Abarca lo conocido, esos ambientes de los uno se siente parte y en
donde se halla a gusto. Protege pero puede causar daño. Acomodarse
es estancarse, no buscar nuevos estímulos y retos. Por eso es
importante olvidar el miedo a lo desconocido y salir de la zona de
confort para buscar nuevas emociones y aprendizajes.
Las zonas de
confort suelen ser barreras para el crecimiento personal, las
fuerzas de cambio son contradictorias en el cerebro. Por un lado se
busca homogeneidad, todo lo necesario para ahorrar energía. Se busca
constancia, quedarse en la zona de confort, no correr riesgos. Nada
es fácil para la fuerza contraria, la del cambio. La mitad de las
iniciativas de “cambio” terminan en fracaso. De 100 ideas sólo una
llega a la práctica.

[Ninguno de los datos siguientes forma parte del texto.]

use crate::hex::HexPosition;
use std::path::PathBuf;
use thiserror::Error;

/// Errors raised by the game core and its collaborators
#[derive(Debug, Error)]
pub enum GameError {
    /// A tile was added where one already sits (caller bug)
    #[error("a tile is already placed at {0}")]
    TileAlreadyPlaced(HexPosition),

    /// A tile without a position was handed to the grid
    #[error("tile has no board position")]
    TileNotPositioned,

    #[error("failed to read config {}: {source}", path.display())]
    ConfigIo {
        path: PathBuf,
        #[source]
        source: std::io::Error,
    },

    #[error("invalid config: {0}")]
    ConfigParse(#[from] serde_json::Error),

    /// Config parsed but holds values the game cannot run with
    #[error("unusable config: {0}")]
    InvalidConfig(String),

    /// Drawing surface failure
    #[error("render error: {0}")]
    Render(String),
}

pub type Result<T> = std::result::Result<T, GameError>;

impl From<GameError> for String {
    fn from(error: GameError) -> Self {
        error.to_string()
    }
}
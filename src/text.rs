//! Bitmap Text Rendering
//!
//! Procedural text using a 5x7 bitmap font drawn as filled squares, so any
//! [`RenderSurface`] can show text without a font file.

use crate::error::Result;
use crate::render::{RenderSurface, Rgba};

const GLYPH_WIDTH: u32 = 5;
const GLYPH_HEIGHT: u32 = 7;
/// Glyph width plus one column of spacing
const ADVANCE: u32 = GLYPH_WIDTH + 1;

/// 5x7 pattern for `c`, one byte per row, high bit on the left
fn glyph(c: char) -> [u8; 7] {
    match c.to_ascii_uppercase() {
        'A' => [0b01110, 0b10001, 0b10001, 0b11111, 0b10001, 0b10001, 0b10001],
        'B' => [0b11110, 0b10001, 0b10001, 0b11110, 0b10001, 0b10001, 0b11110],
        'C' => [0b01110, 0b10001, 0b10000, 0b10000, 0b10000, 0b10001, 0b01110],
        'D' => [0b11110, 0b10001, 0b10001, 0b10001, 0b10001, 0b10001, 0b11110],
        'E' => [0b11111, 0b10000, 0b10000, 0b11110, 0b10000, 0b10000, 0b11111],
        'F' => [0b11111, 0b10000, 0b10000, 0b11110, 0b10000, 0b10000, 0b10000],
        'G' => [0b01110, 0b10001, 0b10000, 0b10111, 0b10001, 0b10001, 0b01110],
        'H' => [0b10001, 0b10001, 0b10001, 0b11111, 0b10001, 0b10001, 0b10001],
        'I' => [0b11111, 0b00100, 0b00100, 0b00100, 0b00100, 0b00100, 0b11111],
        'J' => [0b00111, 0b00010, 0b00010, 0b00010, 0b00010, 0b10010, 0b01100],
        'K' => [0b10001, 0b10010, 0b10100, 0b11000, 0b10100, 0b10010, 0b10001],
        'L' => [0b10000, 0b10000, 0b10000, 0b10000, 0b10000, 0b10000, 0b11111],
        'M' => [0b10001, 0b11011, 0b10101, 0b10001, 0b10001, 0b10001, 0b10001],
        'N' => [0b10001, 0b11001, 0b10101, 0b10011, 0b10001, 0b10001, 0b10001],
        'O' => [0b01110, 0b10001, 0b10001, 0b10001, 0b10001, 0b10001, 0b01110],
        'P' => [0b11110, 0b10001, 0b10001, 0b11110, 0b10000, 0b10000, 0b10000],
        'Q' => [0b01110, 0b10001, 0b10001, 0b10001, 0b10101, 0b10010, 0b01101],
        'R' => [0b11110, 0b10001, 0b10001, 0b11110, 0b10100, 0b10010, 0b10001],
        'S' => [0b01110, 0b10001, 0b10000, 0b01110, 0b00001, 0b10001, 0b01110],
        'T' => [0b11111, 0b00100, 0b00100, 0b00100, 0b00100, 0b00100, 0b00100],
        'U' => [0b10001, 0b10001, 0b10001, 0b10001, 0b10001, 0b10001, 0b01110],
        'V' => [0b10001, 0b10001, 0b10001, 0b10001, 0b10001, 0b01010, 0b00100],
        'W' => [0b10001, 0b10001, 0b10001, 0b10001, 0b10101, 0b11011, 0b10001],
        'X' => [0b10001, 0b10001, 0b01010, 0b00100, 0b01010, 0b10001, 0b10001],
        'Y' => [0b10001, 0b10001, 0b01010, 0b00100, 0b00100, 0b00100, 0b00100],
        'Z' => [0b11111, 0b00001, 0b00010, 0b00100, 0b01000, 0b10000, 0b11111],
        '0' => [0b01110, 0b10001, 0b10011, 0b10101, 0b11001, 0b10001, 0b01110],
        '1' => [0b00100, 0b01100, 0b00100, 0b00100, 0b00100, 0b00100, 0b01110],
        '2' => [0b01110, 0b10001, 0b00001, 0b00110, 0b01000, 0b10000, 0b11111],
        '3' => [0b11111, 0b00010, 0b00100, 0b00010, 0b00001, 0b10001, 0b01110],
        '4' => [0b00010, 0b00110, 0b01010, 0b10010, 0b11111, 0b00010, 0b00010],
        '5' => [0b11111, 0b10000, 0b11110, 0b00001, 0b00001, 0b10001, 0b01110],
        '6' => [0b00110, 0b01000, 0b10000, 0b11110, 0b10001, 0b10001, 0b01110],
        '7' => [0b11111, 0b00001, 0b00010, 0b00100, 0b01000, 0b01000, 0b01000],
        '8' => [0b01110, 0b10001, 0b10001, 0b01110, 0b10001, 0b10001, 0b01110],
        '9' => [0b01110, 0b10001, 0b10001, 0b01111, 0b00001, 0b00010, 0b01100],
        '+' => [0b00000, 0b00100, 0b00100, 0b11111, 0b00100, 0b00100, 0b00000],
        '-' => [0b00000, 0b00000, 0b00000, 0b11111, 0b00000, 0b00000, 0b00000],
        ',' => [0b00000, 0b00000, 0b00000, 0b00000, 0b01100, 0b00100, 0b01000],
        '.' => [0b00000, 0b00000, 0b00000, 0b00000, 0b00000, 0b01100, 0b01100],
        ':' => [0b00000, 0b00000, 0b00100, 0b00000, 0b00100, 0b00000, 0b00000],
        '!' => [0b00100, 0b00100, 0b00100, 0b00100, 0b00100, 0b00000, 0b00100],
        '(' => [0b00010, 0b00100, 0b01000, 0b01000, 0b01000, 0b00100, 0b00010],
        ')' => [0b01000, 0b00100, 0b00010, 0b00010, 0b00010, 0b00100, 0b01000],
        ' ' => [0; 7],
        // Full block for anything unknown
        _ => [0b11111; 7],
    }
}

/// Width in pixels of `text` at `scale`, without trailing spacing
pub fn text_width(text: &str, scale: u32) -> u32 {
    let chars = text.chars().count() as u32;
    if chars == 0 {
        return 0;
    }
    (chars * ADVANCE - 1) * scale
}

pub fn text_height(scale: u32) -> u32 {
    GLYPH_HEIGHT * scale
}

/// Renders `text` with its top-left corner at `(x, y)`.
///
/// `scale` multiplies the 5x7 glyph size (2 = 10x14 pixel characters).
pub fn draw_simple_text<S: RenderSurface + ?Sized>(
    surface: &mut S,
    text: &str,
    x: i32,
    y: i32,
    colour: Rgba,
    scale: u32,
) -> Result<()> {
    let pixel = scale as i32;

    for (i, c) in text.chars().enumerate() {
        let char_x = x + (i as u32 * ADVANCE * scale) as i32;

        for (row, bits) in glyph(c).iter().enumerate() {
            for col in 0..GLYPH_WIDTH as i32 {
                if (bits >> (GLYPH_WIDTH as i32 - 1 - col)) & 1 == 1 {
                    surface.fill_rect(char_x + col * pixel, y + row as i32 * pixel, scale, scale, colour)?;
                }
            }
        }
    }

    Ok(())
}

/// Renders `text` centred on `(x, y)`
pub fn draw_centered_text<S: RenderSurface + ?Sized>(
    surface: &mut S,
    text: &str,
    x: i32,
    y: i32,
    colour: Rgba,
    scale: u32,
) -> Result<()> {
    let left = x - text_width(text, scale) as i32 / 2;
    let top = y - text_height(scale) as i32 / 2;
    draw_simple_text(surface, text, left, top, colour, scale)
}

La prueba de la acción es modelar
razonamientos que puedan ser refutados, que logren detectar las
brechas, obtener poder explicativo y sobrevivir a razonamientos
alternativos. Las pruebas contundentes son específicas, predictivas,
y determinadas. A la verdad uno se acerca para ratificar o
rectificar hipótesis, buscando mejorarlas. Como no existe la divina
perfección, la acción debe ayudar a encontrarla. Verdi dijo que siempre
buscó la perfección pero que nunca la pudo hallar. Gracias
a eso a los 85 años mantenía su longevidad creativa, porque seguía
pasando de un estado de confort a otro, y con gran entusiasmo. Freud
explicó que la
herejía de una época es la ortodoxia de la otra. Para salir de la
burbuja y de la zona de confort hay que descubrir al genio interior
que todos llevamos dentro y aprender a convertir el poder interior,
que el mundo conoce como empowerment, en la fortaleza principal que
sostenga el progreso individual y social.